- EXERCISE DIRECTIONS: Across the entries below, how many lines contain the string "MediaFetcher"? Give only the count.

DATA FOR THE TASK Block Start

use std::path::PathBuf;
use std::sync::Arc;
use std::time::Duration;

use anyhow::{Context, Result};
use clap::Parser;
use colored::Colorize;
use console::Emoji;
use indicatif::{ProgressBar, ProgressStyle};
use tokio::sync::broadcast;
use tokio_util::sync::CancellationToken;

use tubecast::{
    ConversionConfig, ConversionResult, Credentials, FfmpegTranscoder, HostCredentials,
    HttpObjectStore, ItemCriteria, ItemOutcome, Job, JobOutcome, MediaFetcher, NoopSink, Pipeline,
    PollConfig, ReqwestClient, SharedStatusSink, SourceInput, StatusEvent, StatusHub, StatusKind,
    YtDlpProbe, run_conversion,
};

// Emoji with fallback for terminals without Unicode support
static MICROPHONE: Emoji<'_, '_> = Emoji("🎙️  ", "");
static SEARCH: Emoji<'_, '_> = Emoji("🔍 ", "[~] ");
static SUCCESS: Emoji<'_, '_> = Emoji("✅ ", "[+] ");
static SKIPPED: Emoji<'_, '_> = Emoji("⏭️  ", "[-] ");
static FAILURE: Emoji<'_, '_> = Emoji("❌ ", "[!] ");
static STOP: Emoji<'_, '_> = Emoji("🛑 ", "[x] ");
static PARTY: Emoji<'_, '_> = Emoji("🎉 ", "[*] ");
static CROSS: Emoji<'_, '_> = Emoji("✗ ", "x ");

/// Turn a YouTube channel or playlist into podcast episodes
#[derive(Parser, Debug)]
#[command(name = "tubecast")]
#[command(about = "Turn a YouTube channel or playlist into podcast episodes")]
#[command(version)]
struct Args {
    /// Channel or playlist URL, channel id, playlist id or @handle
    source: String,

    /// Skip videos shorter than this many seconds
    #[arg(long, value_name = "SECONDS")]
    min_duration: Option<u64>,

    /// Skip videos longer than this many seconds
    #[arg(long, value_name = "SECONDS")]
    max_duration: Option<u64>,

    /// Only convert videos whose title contains this text (case-insensitive)
    #[arg(short, long)]
    title_filter: Option<String>,

    /// Maximum number of videos to process
    #[arg(short, long)]
    limit: Option<usize>,

    /// YouTube Data API key
    #[arg(long, env = "YOUTUBE_API_KEY", hide_env_values = true)]
    youtube_api_key: Option<String>,

    /// Bucket the audio is stored in; also the host of the public audio URLs
    #[arg(long, env = "TUBECAST_BUCKET")]
    bucket: Option<String>,

    /// Object storage endpoint accepting PUT {endpoint}/{bucket}/{key}
    #[arg(long, env = "TUBECAST_STORAGE_ENDPOINT")]
    storage_endpoint: Option<String>,

    /// Bearer token for the object storage endpoint
    #[arg(long, env = "TUBECAST_STORAGE_TOKEN", hide_env_values = true)]
    storage_token: Option<String>,

    /// Podcast host API key
    #[arg(long, env = "BUZZSPROUT_API_KEY", hide_env_values = true)]
    host_api_key: Option<String>,

    /// Podcast id on the host
    #[arg(long, env = "BUZZSPROUT_PODCAST_ID")]
    podcast_id: Option<String>,

    /// Directory for temporary downloads
    #[arg(long, env = "TUBECAST_WORK_DIR", default_value = "downloaded")]
    work_dir: PathBuf,

    /// Prefix for storage keys
    #[arg(long, default_value = "podcast")]
    key_prefix: String,

    /// Seconds between episode status checks
    #[arg(long, default_value = "10")]
    poll_interval: u64,

    /// Make episodes live once the host has processed them
    #[arg(long)]
    publish: bool,

    /// Remove stored audio once the host has processed it
    #[arg(long)]
    delete_uploaded: bool,

    /// Path to the yt-dlp executable
    #[arg(long, env = "YTDLP_PATH", default_value = "yt-dlp")]
    yt_dlp: PathBuf,

    /// Path to the ffmpeg executable
    #[arg(long, env = "FFMPEG_PATH", default_value = "ffmpeg")]
    ffmpeg: PathBuf,

    /// Log library activity to stderr
    #[arg(short, long)]
    verbose: bool,

    /// Quiet mode - suppress progress output
    #[arg(short, long)]
    quiet: bool,
}

impl Args {
    fn conversion_config(&self) -> ConversionConfig {
        let value = |v: &Option<String>| v.clone().unwrap_or_default();

        ConversionConfig {
            credentials: Credentials {
                youtube_api_key: value(&self.youtube_api_key),
                bucket: value(&self.bucket),
                host: HostCredentials {
                    api_key: value(&self.host_api_key),
                    podcast_id: value(&self.podcast_id),
                },
            },
            work_dir: self.work_dir.clone(),
            storage_key_prefix: self.key_prefix.clone(),
            limit: self.limit,
            poll: PollConfig {
                interval: Duration::from_secs(self.poll_interval),
                ..PollConfig::default()
            },
            publish_when_ready: self.publish,
            delete_uploaded_audio: self.delete_uploaded,
            ..ConversionConfig::default()
        }
    }

    fn criteria(&self) -> ItemCriteria {
        ItemCriteria {
            min_duration_seconds: self.min_duration,
            max_duration_seconds: self.max_duration,
            title_filter: self.title_filter.clone(),
        }
    }
}

fn init_logging(verbose: bool) {
    let default_filter = if verbose {
        "tubecast=debug"
    } else {
        "tubecast=warn"
    };

    tracing_subscriber::fmt()
        .with_env_filter(
            tracing_subscriber::EnvFilter::try_from_default_env()
                .unwrap_or_else(|_| default_filter.into()),
        )
        .with_writer(std::io::stderr)
        .init();
}

/// Render status events until the job's topic closes
async fn render_events(mut events: broadcast::Receiver<StatusEvent>, spinner: ProgressBar) {
    loop {
        let event = match events.recv().await {
            Ok(event) => event,
            Err(broadcast::error::RecvError::Lagged(missed)) => {
                spinner.println(format!("  {}", format!("({missed} messages dropped)").dimmed()));
                continue;
            }
            Err(broadcast::error::RecvError::Closed) => break,
        };

        let message = event.message;
        match event.kind {
            StatusKind::Progress => spinner.set_message(format!("{SEARCH}{message}")),
            StatusKind::ItemDone => spinner.println(format!("  {SUCCESS}{}", message.green())),
            StatusKind::ItemSkipped => {
                spinner.println(format!("  {SKIPPED}{}", message.dimmed()))
            }
            StatusKind::ItemFailed => spinner.println(format!("  {FAILURE}{}", message.red())),
            StatusKind::Fatal => spinner.println(format!("{FAILURE}{}", message.red().bold())),
            StatusKind::Cancelled => spinner.println(format!("{STOP}{}", message.yellow())),
            StatusKind::Completed => {
                spinner.println(format!("\n{PARTY}{}", message.bold().green()))
            }
        }
    }

    spinner.finish_and_clear();
}

fn print_summary(result: &ConversionResult) {
    let failed: Vec<_> = result
        .items
        .iter()
        .filter_map(|item| match &item.outcome {
            ItemOutcome::Failed { stage, error } => Some((item, stage, error)),
            _ => None,
        })
        .collect();

    if !failed.is_empty() {
        println!("\n{}", "Failed videos:".red().bold());
        for (item, stage, error) in failed {
            let name = item.title.as_deref().unwrap_or(&item.video.url);
            println!(
                "  {}{} - {} {}",
                CROSS,
                name.yellow(),
                format!("[{stage}]").dimmed(),
                error.dimmed()
            );
        }
    }

    if !result.episodes.is_empty() {
        println!("\n{}", "Episodes:".bold());
        for episode in &result.episodes {
            println!(
                "  {} {}",
                format!("#{}", episode.host_episode_id).cyan(),
                episode.title
            );
        }
    }
    println!();
}

#[tokio::main]
async fn main() -> Result<()> {
    dotenvy::dotenv().ok();
    let args = Args::parse();
    init_logging(args.verbose);

    if !args.quiet {
        println!(
            "\n{}{} {}\n",
            MICROPHONE,
            "tubecast".bold().magenta(),
            "- YouTube to Podcast".dimmed()
        );
    }

    let config = args.conversion_config();
    config.validate().context("Invalid configuration")?;

    let storage_endpoint = args
        .storage_endpoint
        .clone()
        .context("No storage endpoint given (--storage-endpoint or TUBECAST_STORAGE_ENDPOINT)")?;

    let client = ReqwestClient::new();
    let mut store = HttpObjectStore::new(client.clone(), storage_endpoint);
    if let Some(token) = &args.storage_token {
        store = store.with_auth_token(token);
    }
    let fetcher = MediaFetcher::new(
        Arc::new(YtDlpProbe::new(&args.yt_dlp)),
        Arc::new(FfmpegTranscoder::new(&args.ffmpeg)),
    );
    let pipeline = Pipeline::new(client, config, fetcher, Arc::new(store));

    let cancel = CancellationToken::new();
    tokio::spawn({
        let cancel = cancel.clone();
        async move {
            if tokio::signal::ctrl_c().await.is_ok() {
                tracing::warn!("Interrupted, stopping after the current step");
                cancel.cancel();
            }
        }
    });

    let job = Job::new(SourceInput::Url(args.source.clone()), args.criteria());
    let hub = StatusHub::shared();

    let mut renderer = None;
    let sink: SharedStatusSink = if args.quiet {
        NoopSink::shared()
    } else {
        let spinner = ProgressBar::new_spinner();
        spinner.set_style(
            ProgressStyle::default_spinner()
                .template("{spinner:.green} {wide_msg}")
                .context("Invalid progress template")?,
        );
        spinner.enable_steady_tick(Duration::from_millis(100));

        let events = hub.subscribe(job.id);
        renderer = Some(tokio::spawn(render_events(events, spinner)));
        hub.clone()
    };

    let result = run_conversion(&pipeline, &job, sink, &cancel).await;

    hub.close(job.id);
    if let Some(renderer) = renderer {
        renderer.await.context("Status renderer panicked")?;
    }

    if !args.quiet {
        print_summary(&result);
    }

    match &result.outcome {
        JobOutcome::Aborted { reason } => anyhow::bail!("Failed to create podcast: {reason}"),
        JobOutcome::Cancelled => std::process::exit(130),
        JobOutcome::Done if result.failed_count() > 0 && result.episodes.is_empty() => {
            std::process::exit(1)
        }
        JobOutcome::Done => Ok(()),
    }
}
impl FakeHttp {
    fn with_pages(pages: Vec<Option<String>>) -> Self {
        let http = Self::default();
        {
            let mut state = http.state.lock().unwrap();
            state.pages = pages;
            state.next_episode_id = 100;
            state.episode_status = "published".to_string();
        }
        http
    }

    fn script_creates(&self, statuses: &[u16]) {
        self.state.lock().unwrap().create_statuses = statuses.iter().copied().collect();
    }

    fn set_episode_status(&self, status: &str) {
        self.state.lock().unwrap().episode_status = status.to_string();
    }

    fn requests(&self, method: Method) -> Vec<HttpRequest> {
        self.state
            .lock()
            .unwrap()
            .requests
            .iter()
            .filter(|r| r.method == method)
            .cloned()
            .collect()
    }

    fn request_count(&self) -> usize {
        self.state.lock().unwrap().requests.len()
    }

    fn listing_reply(state: &FakeState, url: &str) -> HttpReply {
        let parsed = url::Url::parse(url).unwrap();
        let page = parsed
            .query_pairs()
            .find(|(key, _)| key == "pageToken")
            .map(|(_, token)| token.trim_start_matches("page-").parse::<usize>().unwrap())
            .unwrap_or(0);

        match state.pages.get(page).cloned().flatten() {
            Some(body) => reply(200, body),
            None => reply(500, "backend error".to_string()),
        }
    }
}

fn reply(status: u16, body: String) -> HttpReply {
    HttpReply {
        status,
        body: Bytes::from(body),
    }
}
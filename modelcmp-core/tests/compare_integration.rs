//! End-to-end tests: parse string records through the column contract, select
//! variants and rank models.

use modelcmp_core::columns::ColumnLayout;
use modelcmp_core::{
    CompareError, InputError, RankingConfig, ResultTable, compare, generate_model_summary,
    identify_overall_best_model,
};
use pretty_assertions::assert_eq;

const RESULTS: &str = "\
Model,Variant,Accuracy,Precision,Recall,F1-Score,Cost ($)
LogisticRegression,baseline,0.80,0.71,0.62,0.66,5400
LogisticRegression,balanced,0.76,0.55,0.79,0.65,4100
LogisticRegression,threshold_0.3,0.72,0.50,0.79,0.61,4100
RandomForest,baseline,0.86,0.78,0.60,0.68,5200
RandomForest,balanced,0.84,0.66,0.74,0.70,3900
XGBoost,baseline,0.87,0.79,0.63,0.70,5000
XGBoost,smote,0.83,0.62,0.81,0.70,3700
XGBoost,smote_tuned,0.85,0.66,0.81,0.73,3700
";

fn parse(csv: &str) -> Vec<ResultTable> {
    let mut lines = csv.lines();
    let layout = ColumnLayout::resolve(lines.next().unwrap().split(',')).unwrap();
    let rows = lines
        .enumerate()
        .map(|(i, line)| {
            let fields: Vec<&str> = line.split(',').collect();
            layout.parse_row(&fields, i + 1).unwrap()
        })
        .collect();
    ResultTable::split_by_model(rows).unwrap()
}

#[test]
fn summary_picks_expected_variants() {
    let tables = parse(RESULTS);
    assert_eq!(tables.len(), 3);

    let summary = generate_model_summary(&tables).unwrap();
    let picked: Vec<(&str, &str, bool)> = summary
        .iter()
        .map(|s| {
            (
                s.row.model.as_str(),
                s.row.variant.as_deref().unwrap(),
                s.is_best_cost,
            )
        })
        .collect();
    assert_eq!(
        picked,
        vec![
            // recall tie at 0.79 and cost tie at 4100: higher F1 wins
            ("LogisticRegression", "balanced", false),
            ("RandomForest", "balanced", false),
            // recall and cost tie: smote_tuned has the higher F1
            ("XGBoost", "smote_tuned", true),
        ]
    );
}

#[test]
fn ranking_orders_models_by_composite_score() {
    let tables = parse(RESULTS);
    let ranked = compare(&tables, &RankingConfig::default()).unwrap();

    let order: Vec<&str> = ranked.iter().map(|r| r.model()).collect();
    assert_eq!(order, vec!["XGBoost", "RandomForest", "LogisticRegression"]);
    assert!(ranked[0].is_overall_best);
    assert!(!ranked[1].is_overall_best);
    assert!(!ranked[2].is_overall_best);

    // XGBoost is best on every metric among the selected variants.
    assert!((ranked[0].composite_score - 7.0).abs() < 1e-9);
    // LogisticRegression only scores on recall, which sits between the others.
    let expected = (0.79 - 0.74) / (0.81 - 0.74) * 1.5;
    assert!((ranked[2].composite_score - expected).abs() < 1e-9);
}

#[test]
fn summary_then_rank_matches_compare() {
    let tables = parse(RESULTS);
    let summary = generate_model_summary(&tables).unwrap();
    let staged = identify_overall_best_model(&summary, &RankingConfig::default()).unwrap();
    let direct = compare(&tables, &RankingConfig::default()).unwrap();
    assert_eq!(staged, direct);
}

#[test]
fn missing_column_is_reported() {
    let err = ColumnLayout::resolve("Model,Accuracy,Precision,F1-Score,Cost ($)".split(','))
        .unwrap_err();
    assert!(matches!(
        err,
        CompareError::Input(InputError::MissingColumn { ref column }) if column == "Recall"
    ));
}

#[test]
fn empty_model_table_fails_instead_of_placeholder() {
    let mut tables = parse(RESULTS);
    tables.push(ResultTable::default());
    let err = compare(&tables, &RankingConfig::default()).unwrap_err();
    assert!(matches!(
        err,
        CompareError::Input(InputError::EmptyTable { index: 3 })
    ));
}
//! Column contract for tabular result files.
//!
//! The labels are matched byte-for-byte, including the currency suffix on
//! `Cost ($)`. [`ColumnLayout`] maps a header row onto these labels and turns
//! string records into validated [`ResultRow`]s, so any tabular reader can feed
//! the selector without the core touching files.

use crate::error::{InputError, Result};
use crate::types::ResultRow;
use std::collections::BTreeMap;

pub const MODEL: &str = "Model";
pub const VARIANT: &str = "Variant";
pub const ACCURACY: &str = "Accuracy";
pub const PRECISION: &str = "Precision";
pub const RECALL: &str = "Recall";
pub const F1_SCORE: &str = "F1-Score";
pub const COST: &str = "Cost ($)";

pub const IS_BEST_COST: &str = "is_best_cost";
pub const COMPOSITE_SCORE: &str = "Composite Score";
pub const IS_OVERALL_BEST: &str = "is_overall_best";

/// Derived output columns; input tables may not carry them.
pub const RESERVED: [&str; 3] = [IS_BEST_COST, COMPOSITE_SCORE, IS_OVERALL_BEST];

/// Columns every input table must provide.
pub const REQUIRED: [&str; 6] = [MODEL, RECALL, COST, F1_SCORE, ACCURACY, PRECISION];

/// Positions of the known columns within a header row.
#[derive(Debug, Clone, PartialEq)]
pub struct ColumnLayout {
    model: usize,
    accuracy: usize,
    precision: usize,
    recall: usize,
    f1_score: usize,
    cost: usize,
    variant: Option<usize>,
    extras: Vec<(usize, String)>,
}

impl ColumnLayout {
    /// Resolve a header row. Header cells are trimmed before matching.
    pub fn resolve<'a, I>(headers: I) -> Result<Self>
    where
        I: IntoIterator<Item = &'a str>,
    {
        let headers: Vec<&str> = headers.into_iter().map(str::trim).collect();
        if let Some(reserved) = headers.iter().find(|h| RESERVED.contains(*h)) {
            return Err(InputError::ReservedColumn {
                column: reserved.to_string(),
            }
            .into());
        }
        let find = |name: &str| -> Result<usize> {
            headers.iter().position(|h| *h == name).ok_or_else(|| {
                InputError::MissingColumn {
                    column: name.to_string(),
                }
                .into()
            })
        };

        let layout = Self {
            model: find(MODEL)?,
            recall: find(RECALL)?,
            cost: find(COST)?,
            f1_score: find(F1_SCORE)?,
            accuracy: find(ACCURACY)?,
            precision: find(PRECISION)?,
            variant: headers.iter().position(|h| *h == VARIANT),
            extras: Vec::new(),
        };

        let known = [
            layout.model,
            layout.accuracy,
            layout.precision,
            layout.recall,
            layout.f1_score,
            layout.cost,
        ];
        let extras = headers
            .iter()
            .enumerate()
            .filter(|(i, _)| !known.contains(i) && Some(*i) != layout.variant)
            .map(|(i, h)| (i, h.to_string()))
            .collect();

        Ok(Self { extras, ..layout })
    }

    /// Names of the pass-through columns, in header order.
    pub fn extra_columns(&self) -> impl Iterator<Item = &str> {
        self.extras.iter().map(|(_, name)| name.as_str())
    }

    pub fn has_variant(&self) -> bool {
        self.variant.is_some()
    }

    /// Parse one record. `row` is the 1-based data row number used in errors.
    pub fn parse_row(&self, fields: &[&str], row: usize) -> Result<ResultRow> {
        let model = cell(fields, self.model, MODEL, row)?;
        if model.is_empty() {
            return Err(InputError::InvalidValue {
                column: MODEL.to_string(),
                row,
                value: String::new(),
            }
            .into());
        }

        let mut result = ResultRow::new(
            model,
            number(fields, self.accuracy, ACCURACY, row)?,
            number(fields, self.precision, PRECISION, row)?,
            number(fields, self.recall, RECALL, row)?,
            number(fields, self.f1_score, F1_SCORE, row)?,
            number(fields, self.cost, COST, row)?,
        )?;

        if let Some(idx) = self.variant {
            let variant = fields.get(idx).copied().map(str::trim).unwrap_or_default();
            if !variant.is_empty() {
                result.variant = Some(variant.to_string());
            }
        }

        result.extra = self
            .extras
            .iter()
            .map(|(idx, name)| {
                let value = fields.get(*idx).copied().map(str::trim).unwrap_or_default();
                (name.clone(), serde_json::Value::String(value.to_string()))
            })
            .collect::<BTreeMap<_, _>>();

        Ok(result)
    }
}

fn cell<'a>(fields: &[&'a str], idx: usize, column: &str, row: usize) -> Result<&'a str> {
    fields.get(idx).copied().map(str::trim).ok_or_else(|| {
        InputError::InvalidValue {
            column: column.to_string(),
            row,
            value: String::new(),
        }
        .into()
    })
}

fn number(fields: &[&str], idx: usize, column: &str, row: usize) -> Result<f64> {
    let raw = cell(fields, idx, column, row)?;
    raw.parse::<f64>().map_err(|_| {
        InputError::InvalidValue {
            column: column.to_string(),
            row,
            value: raw.to_string(),
        }
        .into()
    })
}
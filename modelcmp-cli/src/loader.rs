//! Loading result tables from CSV and JSON files.

use anyhow::{Context, Result};
use modelcmp_core::ResultRow;
use modelcmp_core::ResultTable;
use modelcmp_core::columns::ColumnLayout;
use std::io::Read;
use std::path::{Path, PathBuf};
use tracing::{debug, info};

/// Load every file into result tables.
///
/// With `split_by_model` the rows of all files are pooled and split on the
/// `Model` column, so a model spread over several files still becomes one
/// table. Otherwise each file is exactly one table. A file without data rows
/// always yields an empty table so that selection reports it.
pub fn load_tables(paths: &[PathBuf], split_by_model: bool) -> Result<Vec<ResultTable>> {
    let mut tables = Vec::new();
    let mut pooled = Vec::new();
    let mut empty_files = 0;
    for path in paths {
        let rows = load_rows(path)
            .with_context(|| format!("Failed to load results from {}", path.display()))?;
        info!(path = %path.display(), rows = rows.len(), "Loaded result file");

        if rows.is_empty() {
            empty_files += 1;
        } else if split_by_model {
            pooled.extend(rows);
        } else {
            tables.push(
                ResultTable::new(rows)
                    .with_context(|| format!("Invalid result table in {}", path.display()))?,
            );
        }
    }

    if !pooled.is_empty() {
        let split = ResultTable::split_by_model(pooled).context("Invalid result rows")?;
        debug!(files = paths.len(), models = split.len(), "Split rows by model");
        tables.extend(split);
    }
    tables.extend(std::iter::repeat_with(ResultTable::default).take(empty_files));
    Ok(tables)
}

/// Read one file, choosing the parser by extension (`.json`, anything else is CSV).
pub fn load_rows(path: &Path) -> Result<Vec<ResultRow>> {
    let is_json = path
        .extension()
        .and_then(|e| e.to_str())
        .is_some_and(|e| e.eq_ignore_ascii_case("json"));

    if is_json {
        let content = std::fs::read_to_string(path)?;
        read_json(&content)
    } else {
        let file = std::fs::File::open(path)?;
        read_csv(file)
    }
}

/// Parse CSV with a header row into validated rows.
pub fn read_csv<R: Read>(reader: R) -> Result<Vec<ResultRow>> {
    let mut reader = csv::ReaderBuilder::new()
        .has_headers(true)
        .trim(csv::Trim::All)
        .from_reader(reader);

    let headers = reader.headers().context("Failed to read CSV header")?.clone();
    let layout = ColumnLayout::resolve(headers.iter())?;

    let mut rows = Vec::new();
    for (idx, record) in reader.records().enumerate() {
        let record = record.with_context(|| format!("Failed to read record {}", idx + 1))?;
        let fields: Vec<&str> = record.iter().collect();
        rows.push(layout.parse_row(&fields, idx + 1)?);
    }
    Ok(rows)
}

/// Parse a JSON array of row objects keyed by column name.
pub fn read_json(content: &str) -> Result<Vec<ResultRow>> {
    let rows: Vec<ResultRow> = serde_json::from_str(content).context("Invalid JSON result rows")?;
    for row in &rows {
        row.validate()?;
    }
    Ok(rows)
}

DATA FOR THE TASK Block End

- FINISHED TASK: 2